Work order: Within the data that follows, set down exactly the lines from the one containing "in the account." through the one containing "impl<C: HttpClient> Filterable", both ends included.

Information supplied:
::::

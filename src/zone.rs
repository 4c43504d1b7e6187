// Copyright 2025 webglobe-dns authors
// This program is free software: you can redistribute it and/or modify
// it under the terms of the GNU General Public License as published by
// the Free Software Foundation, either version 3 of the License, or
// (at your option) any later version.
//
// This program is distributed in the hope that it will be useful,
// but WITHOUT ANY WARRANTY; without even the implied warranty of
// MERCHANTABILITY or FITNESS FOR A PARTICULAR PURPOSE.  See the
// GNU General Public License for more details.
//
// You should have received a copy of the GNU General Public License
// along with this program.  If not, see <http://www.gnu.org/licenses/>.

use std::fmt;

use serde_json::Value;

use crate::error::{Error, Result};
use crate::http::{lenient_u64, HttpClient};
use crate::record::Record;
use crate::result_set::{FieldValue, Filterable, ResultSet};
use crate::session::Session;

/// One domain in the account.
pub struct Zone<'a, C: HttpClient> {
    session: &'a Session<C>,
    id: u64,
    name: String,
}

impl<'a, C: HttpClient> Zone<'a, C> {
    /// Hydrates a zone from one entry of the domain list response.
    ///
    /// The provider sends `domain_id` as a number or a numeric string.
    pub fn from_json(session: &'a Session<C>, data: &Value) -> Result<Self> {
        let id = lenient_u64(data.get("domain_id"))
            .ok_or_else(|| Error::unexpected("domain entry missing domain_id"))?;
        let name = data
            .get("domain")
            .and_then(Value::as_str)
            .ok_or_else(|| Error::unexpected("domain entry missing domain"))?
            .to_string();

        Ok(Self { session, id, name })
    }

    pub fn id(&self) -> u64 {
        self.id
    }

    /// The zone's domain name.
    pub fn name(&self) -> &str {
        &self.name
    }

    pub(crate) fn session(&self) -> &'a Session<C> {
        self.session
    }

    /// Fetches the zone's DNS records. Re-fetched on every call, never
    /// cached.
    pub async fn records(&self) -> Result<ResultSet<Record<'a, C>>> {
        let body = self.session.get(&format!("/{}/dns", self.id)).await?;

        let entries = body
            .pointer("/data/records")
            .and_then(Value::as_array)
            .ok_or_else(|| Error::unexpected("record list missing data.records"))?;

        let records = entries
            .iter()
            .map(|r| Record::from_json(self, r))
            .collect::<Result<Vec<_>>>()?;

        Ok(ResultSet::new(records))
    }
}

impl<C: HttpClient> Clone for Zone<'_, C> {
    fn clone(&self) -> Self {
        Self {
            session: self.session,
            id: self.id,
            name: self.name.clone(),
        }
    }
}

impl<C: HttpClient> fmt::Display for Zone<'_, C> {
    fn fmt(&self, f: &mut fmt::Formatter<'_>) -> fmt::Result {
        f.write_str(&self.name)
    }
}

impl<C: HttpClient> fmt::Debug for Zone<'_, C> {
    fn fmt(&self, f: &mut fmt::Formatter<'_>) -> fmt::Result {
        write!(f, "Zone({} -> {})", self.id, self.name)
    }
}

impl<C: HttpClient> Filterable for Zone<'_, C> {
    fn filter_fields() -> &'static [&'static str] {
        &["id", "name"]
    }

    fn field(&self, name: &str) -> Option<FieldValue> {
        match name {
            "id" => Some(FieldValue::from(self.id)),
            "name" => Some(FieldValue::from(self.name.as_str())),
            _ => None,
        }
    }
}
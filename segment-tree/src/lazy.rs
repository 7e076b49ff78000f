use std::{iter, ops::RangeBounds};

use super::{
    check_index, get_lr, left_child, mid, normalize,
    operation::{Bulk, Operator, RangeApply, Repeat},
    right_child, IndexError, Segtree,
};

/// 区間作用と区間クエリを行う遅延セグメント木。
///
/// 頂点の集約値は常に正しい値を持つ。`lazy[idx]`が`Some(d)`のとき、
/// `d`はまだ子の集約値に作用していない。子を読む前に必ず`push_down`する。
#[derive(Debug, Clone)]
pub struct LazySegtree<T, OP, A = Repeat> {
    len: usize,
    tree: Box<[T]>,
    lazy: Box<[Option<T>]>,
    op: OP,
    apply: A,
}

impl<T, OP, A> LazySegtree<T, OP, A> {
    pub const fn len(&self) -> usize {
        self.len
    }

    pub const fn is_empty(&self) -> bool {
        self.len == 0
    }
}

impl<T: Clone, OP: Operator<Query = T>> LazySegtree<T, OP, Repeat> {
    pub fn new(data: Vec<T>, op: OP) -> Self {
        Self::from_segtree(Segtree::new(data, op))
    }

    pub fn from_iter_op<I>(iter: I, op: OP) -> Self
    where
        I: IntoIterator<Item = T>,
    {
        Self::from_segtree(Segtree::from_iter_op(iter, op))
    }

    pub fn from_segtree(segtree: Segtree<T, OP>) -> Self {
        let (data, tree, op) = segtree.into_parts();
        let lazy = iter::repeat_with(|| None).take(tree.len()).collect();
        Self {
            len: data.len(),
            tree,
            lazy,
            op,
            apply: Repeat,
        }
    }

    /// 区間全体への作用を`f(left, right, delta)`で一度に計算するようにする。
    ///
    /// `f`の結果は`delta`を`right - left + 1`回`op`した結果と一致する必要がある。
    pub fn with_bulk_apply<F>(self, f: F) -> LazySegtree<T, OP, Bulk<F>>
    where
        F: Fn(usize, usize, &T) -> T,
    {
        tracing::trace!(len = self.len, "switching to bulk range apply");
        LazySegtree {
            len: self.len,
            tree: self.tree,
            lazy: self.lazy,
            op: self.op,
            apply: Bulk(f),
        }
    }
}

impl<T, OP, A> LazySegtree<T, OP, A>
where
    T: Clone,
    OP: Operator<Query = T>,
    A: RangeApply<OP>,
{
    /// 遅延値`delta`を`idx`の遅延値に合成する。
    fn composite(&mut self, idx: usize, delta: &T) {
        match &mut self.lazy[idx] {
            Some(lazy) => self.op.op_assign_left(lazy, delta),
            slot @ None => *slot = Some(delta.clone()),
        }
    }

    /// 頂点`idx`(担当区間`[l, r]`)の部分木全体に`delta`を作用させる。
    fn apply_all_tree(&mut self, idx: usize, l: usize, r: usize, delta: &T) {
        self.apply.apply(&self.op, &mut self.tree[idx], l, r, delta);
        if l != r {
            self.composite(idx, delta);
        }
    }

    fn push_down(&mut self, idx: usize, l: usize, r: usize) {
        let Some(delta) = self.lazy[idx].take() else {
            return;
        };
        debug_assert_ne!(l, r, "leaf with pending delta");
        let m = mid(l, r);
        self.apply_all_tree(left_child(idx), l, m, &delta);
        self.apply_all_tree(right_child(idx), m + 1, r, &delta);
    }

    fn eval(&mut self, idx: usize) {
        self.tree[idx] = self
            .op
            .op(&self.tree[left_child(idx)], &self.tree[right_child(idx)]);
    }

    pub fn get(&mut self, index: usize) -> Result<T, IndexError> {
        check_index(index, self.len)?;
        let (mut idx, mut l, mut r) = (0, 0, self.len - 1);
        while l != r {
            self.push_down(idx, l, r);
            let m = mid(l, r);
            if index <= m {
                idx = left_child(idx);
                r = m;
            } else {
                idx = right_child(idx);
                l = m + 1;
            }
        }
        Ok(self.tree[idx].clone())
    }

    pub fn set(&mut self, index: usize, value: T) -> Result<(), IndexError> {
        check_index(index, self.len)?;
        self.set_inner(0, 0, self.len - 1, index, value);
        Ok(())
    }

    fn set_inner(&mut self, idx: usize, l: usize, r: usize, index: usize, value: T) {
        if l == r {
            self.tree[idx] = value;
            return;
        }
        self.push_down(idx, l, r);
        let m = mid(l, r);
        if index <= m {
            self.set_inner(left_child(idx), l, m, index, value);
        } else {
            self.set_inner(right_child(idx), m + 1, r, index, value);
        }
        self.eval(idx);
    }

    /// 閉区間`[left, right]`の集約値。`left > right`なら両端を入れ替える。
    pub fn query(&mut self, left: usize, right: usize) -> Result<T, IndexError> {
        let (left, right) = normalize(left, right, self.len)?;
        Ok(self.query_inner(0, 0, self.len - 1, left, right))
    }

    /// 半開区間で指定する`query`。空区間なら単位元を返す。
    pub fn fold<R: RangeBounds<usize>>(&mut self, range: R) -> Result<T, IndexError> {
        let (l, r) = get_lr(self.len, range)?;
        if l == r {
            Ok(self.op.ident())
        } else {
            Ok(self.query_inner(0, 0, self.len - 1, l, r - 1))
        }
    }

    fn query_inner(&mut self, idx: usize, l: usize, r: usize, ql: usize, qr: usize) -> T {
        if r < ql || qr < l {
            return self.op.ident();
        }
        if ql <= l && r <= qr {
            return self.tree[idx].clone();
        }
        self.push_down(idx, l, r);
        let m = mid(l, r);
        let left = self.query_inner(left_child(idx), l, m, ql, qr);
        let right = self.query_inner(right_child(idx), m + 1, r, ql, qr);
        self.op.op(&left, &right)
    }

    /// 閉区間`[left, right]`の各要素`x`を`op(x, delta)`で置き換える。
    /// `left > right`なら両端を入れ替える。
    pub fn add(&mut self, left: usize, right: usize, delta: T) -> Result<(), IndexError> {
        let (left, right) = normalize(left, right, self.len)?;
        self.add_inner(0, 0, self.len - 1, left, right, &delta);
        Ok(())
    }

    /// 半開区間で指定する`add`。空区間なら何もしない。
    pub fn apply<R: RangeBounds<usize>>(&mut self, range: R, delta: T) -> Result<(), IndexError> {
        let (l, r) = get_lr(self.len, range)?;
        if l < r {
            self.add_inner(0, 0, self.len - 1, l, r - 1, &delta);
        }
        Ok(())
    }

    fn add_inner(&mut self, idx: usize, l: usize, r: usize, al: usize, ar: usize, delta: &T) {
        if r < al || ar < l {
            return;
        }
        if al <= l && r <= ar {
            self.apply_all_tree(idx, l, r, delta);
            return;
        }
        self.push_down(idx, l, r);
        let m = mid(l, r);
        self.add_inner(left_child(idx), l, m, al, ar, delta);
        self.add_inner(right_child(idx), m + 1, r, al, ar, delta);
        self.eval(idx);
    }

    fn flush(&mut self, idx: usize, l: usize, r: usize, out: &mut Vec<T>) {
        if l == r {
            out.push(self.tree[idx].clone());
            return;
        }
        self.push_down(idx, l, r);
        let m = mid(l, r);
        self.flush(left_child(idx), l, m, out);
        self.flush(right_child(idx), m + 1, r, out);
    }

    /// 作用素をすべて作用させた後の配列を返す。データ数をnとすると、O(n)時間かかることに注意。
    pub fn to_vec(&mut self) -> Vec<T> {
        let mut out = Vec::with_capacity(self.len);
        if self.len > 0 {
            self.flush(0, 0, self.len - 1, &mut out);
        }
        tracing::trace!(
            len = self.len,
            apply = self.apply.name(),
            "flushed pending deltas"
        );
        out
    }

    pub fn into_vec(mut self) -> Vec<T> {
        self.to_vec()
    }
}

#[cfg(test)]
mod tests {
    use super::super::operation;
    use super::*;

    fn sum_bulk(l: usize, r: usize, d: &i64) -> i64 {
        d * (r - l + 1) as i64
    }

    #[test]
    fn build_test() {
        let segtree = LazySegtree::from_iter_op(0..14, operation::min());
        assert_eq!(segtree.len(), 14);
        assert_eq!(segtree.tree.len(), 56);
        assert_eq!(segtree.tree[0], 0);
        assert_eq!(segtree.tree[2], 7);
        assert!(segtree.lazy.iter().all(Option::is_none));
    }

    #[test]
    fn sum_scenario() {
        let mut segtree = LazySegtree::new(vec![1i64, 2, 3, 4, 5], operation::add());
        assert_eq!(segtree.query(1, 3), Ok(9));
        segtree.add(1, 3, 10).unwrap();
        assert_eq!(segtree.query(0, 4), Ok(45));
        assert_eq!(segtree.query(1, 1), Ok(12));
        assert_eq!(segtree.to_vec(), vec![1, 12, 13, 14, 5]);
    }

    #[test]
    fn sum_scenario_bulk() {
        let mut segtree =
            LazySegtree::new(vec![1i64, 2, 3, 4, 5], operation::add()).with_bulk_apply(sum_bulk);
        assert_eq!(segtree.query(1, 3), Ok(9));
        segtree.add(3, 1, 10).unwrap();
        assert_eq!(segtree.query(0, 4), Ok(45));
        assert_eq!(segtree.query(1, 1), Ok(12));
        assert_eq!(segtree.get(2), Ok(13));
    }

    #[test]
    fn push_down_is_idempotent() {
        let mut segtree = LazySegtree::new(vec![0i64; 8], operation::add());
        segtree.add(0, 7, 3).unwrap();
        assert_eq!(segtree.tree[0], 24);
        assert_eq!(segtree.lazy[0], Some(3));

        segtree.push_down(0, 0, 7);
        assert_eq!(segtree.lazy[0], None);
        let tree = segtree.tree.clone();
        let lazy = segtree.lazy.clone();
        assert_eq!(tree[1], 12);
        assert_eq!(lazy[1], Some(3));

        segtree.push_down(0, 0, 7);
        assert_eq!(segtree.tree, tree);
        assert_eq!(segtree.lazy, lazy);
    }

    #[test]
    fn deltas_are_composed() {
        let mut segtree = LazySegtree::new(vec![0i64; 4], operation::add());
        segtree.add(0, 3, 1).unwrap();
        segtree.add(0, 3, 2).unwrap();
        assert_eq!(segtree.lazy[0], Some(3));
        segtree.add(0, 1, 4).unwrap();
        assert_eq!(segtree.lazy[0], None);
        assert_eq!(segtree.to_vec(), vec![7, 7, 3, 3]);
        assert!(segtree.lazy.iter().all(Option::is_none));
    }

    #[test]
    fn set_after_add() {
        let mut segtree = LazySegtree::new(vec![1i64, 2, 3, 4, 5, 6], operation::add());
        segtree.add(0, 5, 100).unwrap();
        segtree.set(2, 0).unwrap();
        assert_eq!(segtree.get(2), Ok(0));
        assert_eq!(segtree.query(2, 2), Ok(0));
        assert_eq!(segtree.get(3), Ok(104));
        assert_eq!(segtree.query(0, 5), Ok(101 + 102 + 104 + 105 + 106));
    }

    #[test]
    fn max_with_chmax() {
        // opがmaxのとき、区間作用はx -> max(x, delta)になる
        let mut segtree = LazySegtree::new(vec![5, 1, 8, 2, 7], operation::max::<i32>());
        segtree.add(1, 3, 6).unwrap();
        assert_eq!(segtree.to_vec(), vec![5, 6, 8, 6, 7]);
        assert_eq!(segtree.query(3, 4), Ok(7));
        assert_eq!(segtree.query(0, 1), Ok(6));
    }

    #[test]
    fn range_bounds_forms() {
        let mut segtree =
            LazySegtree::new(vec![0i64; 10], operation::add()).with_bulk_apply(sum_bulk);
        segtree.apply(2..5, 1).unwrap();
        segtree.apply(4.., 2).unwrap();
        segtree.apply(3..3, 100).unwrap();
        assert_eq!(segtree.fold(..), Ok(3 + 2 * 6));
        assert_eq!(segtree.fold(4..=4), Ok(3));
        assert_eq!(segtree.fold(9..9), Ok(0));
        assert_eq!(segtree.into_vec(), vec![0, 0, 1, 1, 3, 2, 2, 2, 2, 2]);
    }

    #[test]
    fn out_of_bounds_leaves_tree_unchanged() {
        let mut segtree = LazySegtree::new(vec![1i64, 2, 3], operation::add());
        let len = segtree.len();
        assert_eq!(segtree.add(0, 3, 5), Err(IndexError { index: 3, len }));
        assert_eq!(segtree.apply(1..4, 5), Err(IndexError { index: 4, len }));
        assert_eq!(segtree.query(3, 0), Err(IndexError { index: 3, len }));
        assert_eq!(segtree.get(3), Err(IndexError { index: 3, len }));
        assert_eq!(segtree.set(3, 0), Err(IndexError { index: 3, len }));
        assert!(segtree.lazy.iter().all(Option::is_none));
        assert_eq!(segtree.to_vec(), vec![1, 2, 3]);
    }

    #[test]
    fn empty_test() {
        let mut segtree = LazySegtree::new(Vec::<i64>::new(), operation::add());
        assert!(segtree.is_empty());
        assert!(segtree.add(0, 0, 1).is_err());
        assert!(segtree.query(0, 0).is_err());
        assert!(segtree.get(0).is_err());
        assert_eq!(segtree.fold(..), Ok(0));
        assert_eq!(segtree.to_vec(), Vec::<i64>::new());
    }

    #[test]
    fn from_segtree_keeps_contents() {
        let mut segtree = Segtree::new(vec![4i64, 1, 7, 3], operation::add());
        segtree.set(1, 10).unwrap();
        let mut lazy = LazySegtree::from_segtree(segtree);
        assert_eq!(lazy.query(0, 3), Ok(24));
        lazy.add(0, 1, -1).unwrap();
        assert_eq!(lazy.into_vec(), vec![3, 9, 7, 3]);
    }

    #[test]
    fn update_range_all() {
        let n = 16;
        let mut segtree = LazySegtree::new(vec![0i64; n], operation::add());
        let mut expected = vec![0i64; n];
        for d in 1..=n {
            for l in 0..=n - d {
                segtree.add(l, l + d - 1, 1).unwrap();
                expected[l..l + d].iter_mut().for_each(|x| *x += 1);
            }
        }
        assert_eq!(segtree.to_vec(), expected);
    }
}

::::

Response area:
/// One domain in the account.
pub struct Zone<'a, C: HttpClient> {
    session: &'a Session<C>,
    id: u64,
    name: String,
}

impl<'a, C: HttpClient> Zone<'a, C> {
    /// Hydrates a zone from one entry of the domain list response.
    ///
    /// The provider sends `domain_id` as a number or a numeric string.
    pub fn from_json(session: &'a Session<C>, data: &Value) -> Result<Self> {
        let id = lenient_u64(data.get("domain_id"))
            .ok_or_else(|| Error::unexpected("domain entry missing domain_id"))?;
        let name = data
            .get("domain")
            .and_then(Value::as_str)
            .ok_or_else(|| Error::unexpected("domain entry missing domain"))?
            .to_string();

        Ok(Self { session, id, name })
    }

    pub fn id(&self) -> u64 {
        self.id
    }

    /// The zone's domain name.
    pub fn name(&self) -> &str {
        &self.name
    }

    pub(crate) fn session(&self) -> &'a Session<C> {
        self.session
    }

    /// Fetches the zone's DNS records. Re-fetched on every call, never
    /// cached.
    pub async fn records(&self) -> Result<ResultSet<Record<'a, C>>> {
        let body = self.session.get(&format!("/{}/dns", self.id)).await?;

        let entries = body
            .pointer("/data/records")
            .and_then(Value::as_array)
            .ok_or_else(|| Error::unexpected("record list missing data.records"))?;

        let records = entries
            .iter()
            .map(|r| Record::from_json(self, r))
            .collect::<Result<Vec<_>>>()?;

        Ok(ResultSet::new(records))
    }
}

impl<C: HttpClient> Clone for Zone<'_, C> {
    fn clone(&self) -> Self {
        Self {
            session: self.session,
            id: self.id,
            name: self.name.clone(),
        }
    }
}

impl<C: HttpClient> fmt::Display for Zone<'_, C> {
    fn fmt(&self, f: &mut fmt::Formatter<'_>) -> fmt::Result {
        f.write_str(&self.name)
    }
}

impl<C: HttpClient> fmt::Debug for Zone<'_, C> {
    fn fmt(&self, f: &mut fmt::Formatter<'_>) -> fmt::Result {
        write!(f, "Zone({} -> {})", self.id, self.name)
    }
}

impl<C: HttpClient> Filterable for Zone<'_, C> {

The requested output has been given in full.